心身ともに疲れ果てているだろうが、それ以上のリターンを二人は手に入れている。日本代表の試合で見事に解説役を務めたブー、権藤あまね関連のニュースその他を一手に取り扱った西谷。どちらもこの実績は、新たな仕事に繋がる大きな一手だ。
西谷は、そろそろ上から声がかかるころだろうな。ブーは人気芸人の枠を超える足掛かりになるだろうが、これから次第。長年業界に携わる坂本金太郎にはその辺の肌感覚があるが、これらは会えて口にしないでおく。
だってその方が、きっと面白くなる。だから坂本はあえて二人の話をせず、最近の日本内部の動きを口にした。
「あまちゃんをバラエティーに出させてくれないかって声が、多くなってるんだよねぇ」
「え。ウチ(土8のオレイケ)でギリギリでしょ。アイツが嫌がりますよ」
「そうなんだけどねぇ」
ブーの言葉に坂本も言葉を濁す。簡単な風に言っているが、実を言うとこの権藤あまねを出してくれ、という声は日増しに高まっている。
結果を出し過ぎたのだ。北埼玉デッドボールから始まり各種特番での活躍。そして、なによりも大きかったのは今回のオリンピックで彼女が運営側でもイケるという事を知らしめてしまった事だろう。彼女に番組を持たせたいと言ってきている相手が、すでに両手で数えるほどに出てきている。

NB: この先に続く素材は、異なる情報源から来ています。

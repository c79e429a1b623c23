use axum::{extract::State, http::StatusCode};
use serde::{Deserialize, Serialize};
use tracing::info;
use tutorhub_core::{
    validation::validate_password, Course, NewUser, Rating, Tutor, TutorId, TutorPatch,
    TutorProfile, User, UserId,
};

use super::{double_option, hash_password, UserResponse};
use crate::extract::{Json, Path, Query};
use crate::{ApiError, ApiResult, AppState, AuthUser};

#[derive(Debug, Serialize, Deserialize, Clone, PartialEq)]
pub struct TutorResponse {
    pub id: TutorId,
    pub user: UserResponse,
    pub profile_picture: Option<String>,
    pub first_name: String,
    pub last_name: String,
    pub year: i32,
    pub courses: Course,
    pub bio: String,
    pub rating: f64,
    pub total_ratings: u32,
}

impl TutorResponse {
    fn new(tutor: &Tutor, user: &User) -> Self {
        Self {
            id: tutor.id,
            user: UserResponse::from(user),
            profile_picture: user.profile_picture.clone(),
            first_name: tutor.first_name.clone(),
            last_name: tutor.last_name.clone(),
            year: tutor.year,
            courses: tutor.courses,
            bio: tutor.bio.clone(),
            rating: tutor.rating,
            total_ratings: tutor.total_ratings,
        }
    }
}

fn render(state: &AppState, tutor: &Tutor) -> ApiResult<TutorResponse> {
    let user = state.db.get_user(tutor.user_id)?;
    Ok(TutorResponse::new(tutor, &user))
}

#[derive(Debug, Deserialize, Default)]
pub struct TutorListQuery {
    pub search: Option<String>,
}

pub async fn list_tutors(
    State(state): State<AppState>,
    Query(query): Query<TutorListQuery>,
) -> ApiResult<Json<Vec<TutorResponse>>> {
    let tutors = state.db.list_tutors(query.search.as_deref())?;
    let body = tutors
        .iter()
        .map(|t| render(&state, t))
        .collect::<ApiResult<Vec<_>>>()?;
    Ok(Json(body))
}

#[derive(Debug, Deserialize)]
pub struct NewTutorUser {
    pub email: String,
    pub password: String,
}

/// Either `user` (a new account) or `user_id` (an existing one) must be
/// given, not both.
#[derive(Debug, Deserialize)]
pub struct CreateTutorRequest {
    pub user: Option<NewTutorUser>,
    pub user_id: Option<UserId>,
    #[serde(default)]
    pub profile_picture: Option<String>,
    #[serde(default)]
    pub first_name: String,
    #[serde(default)]
    pub last_name: String,
    pub year: i32,
    #[serde(default)]
    pub courses: Course,
    #[serde(default)]
    pub bio: String,
}

pub async fn create_tutor(
    State(state): State<AppState>,
    auth: Option<AuthUser>,
    Json(req): Json<CreateTutorRequest>,
) -> ApiResult<(StatusCode, Json<TutorResponse>)> {
    let profile = TutorProfile {
        first_name: req.first_name,
        last_name: req.last_name,
        year: req.year,
        courses: req.courses,
        bio: req.bio,
    };

    let tutor = match (req.user, req.user_id) {
        (Some(new_user), None) => {
            validate_password(&new_user.password)?;
            let password_hash = hash_password(new_user.password).await?;
            state.db.create_tutor_with_user(
                NewUser {
                    email: new_user.email,
                    password_hash,
                    profile_picture: req.profile_picture,
                    ..NewUser::default()
                },
                profile,
            )?
        }
        (None, Some(user_id)) => {
            let auth = auth.ok_or_else(|| {
                ApiError::Unauthorized("Authentication credentials were not provided.".into())
            })?;
            auth.ensure_self_or_staff(user_id)?;
            state
                .db
                .create_tutor(user_id, profile, req.profile_picture)?
        }
        _ => {
            return Err(ApiError::Validation(
                "provide exactly one of `user` or `user_id`".into(),
            ))
        }
    };

    info!(tutor_id = tutor.id, "created tutor");
    Ok((StatusCode::CREATED, Json(render(&state, &tutor)?)))
}

pub async fn get_tutor(
    State(state): State<AppState>,
    Path(id): Path<TutorId>,
) -> ApiResult<Json<TutorResponse>> {
    let tutor = state.db.get_tutor(id)?;
    Ok(Json(render(&state, &tutor)?))
}

#[derive(Debug, Deserialize, Default)]
pub struct UpdateTutorRequest {
    pub first_name: Option<String>,
    pub last_name: Option<String>,
    pub year: Option<i32>,
    pub courses: Option<Course>,
    pub bio: Option<String>,
    #[serde(default, deserialize_with = "double_option")]
    pub profile_picture: Option<Option<String>>,
}

pub async fn update_tutor(
    State(state): State<AppState>,
    auth: AuthUser,
    Path(id): Path<TutorId>,
    Json(req): Json<UpdateTutorRequest>,
) -> ApiResult<Json<TutorResponse>> {
    let tutor = state.db.get_tutor(id)?;
    auth.ensure_self_or_staff(tutor.user_id)?;
    let tutor = state.db.update_tutor(
        id,
        TutorPatch {
            first_name: req.first_name,
            last_name: req.last_name,
            year: req.year,
            courses: req.courses,
            bio: req.bio,
            profile_picture: req.profile_picture,
        },
    )?;
    Ok(Json(render(&state, &tutor)?))
}

pub async fn delete_tutor(
    State(state): State<AppState>,
    auth: AuthUser,
    Path(id): Path<TutorId>,
) -> ApiResult<StatusCode> {
    let tutor = state.db.get_tutor(id)?;
    auth.ensure_self_or_staff(tutor.user_id)?;
    state.db.delete_tutor(id)?;
    Ok(StatusCode::NO_CONTENT)
}

#[derive(Debug, Deserialize)]
pub struct RateTutorRequest {
    pub rating: i64,
}

#[derive(Debug, Serialize, Deserialize)]
pub struct RateTutorResponse {
    pub id: TutorId,
    pub rating: f64,
    pub total_ratings: u32,
}

pub async fn rate_tutor(
    State(state): State<AppState>,
    auth: AuthUser,
    Path(id): Path<TutorId>,
    Json(req): Json<RateTutorRequest>,
) -> ApiResult<Json<RateTutorResponse>> {
    let score = Rating::new(req.rating)?;
    let tutor = state.db.get_tutor(id)?;
    if tutor.user_id == auth.id() {
        return Err(ApiError::Forbidden("Tutors cannot rate themselves.".into()));
    }
    let tutor = state.db.rate_tutor(id, score)?;
    Ok(Json(RateTutorResponse {
        id: tutor.id,
        rating: tutor.rating,
        total_ratings: tutor.total_ratings,
    }))
}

もちろん本来は事務所にオファーを出すべき案件で、坂本に相談が来ることが可笑しい話なのだが。あまねの意向により、山田芸能事務所は野球に関わる話以外は全て断っている。そうなってくると次に頼られる相手が、権藤あまねの師匠と目されている坂本になるわけだ。
「困ったもんだねぇ」
権藤あまねは坂本が言った所ではいと頷くような女じゃない。向上心溢れるバイタリティの塊みたいな奴なのに、なぜか芸能関係の野心が欠片もないあの娘になにかをやらせるという事は本当に大変なのだ。
しかも来年は、高校生。ついに念願の甲子園に出場できる年齢になるんだから、彼女がどう動くのかなんて坂本には手に取る様に分かる。
「ほんと、困ったねぇ」
本当に、心の底から困った風で。けれども口元に笑みを浮かべて、坂本はビールのジョッキに口をつけた。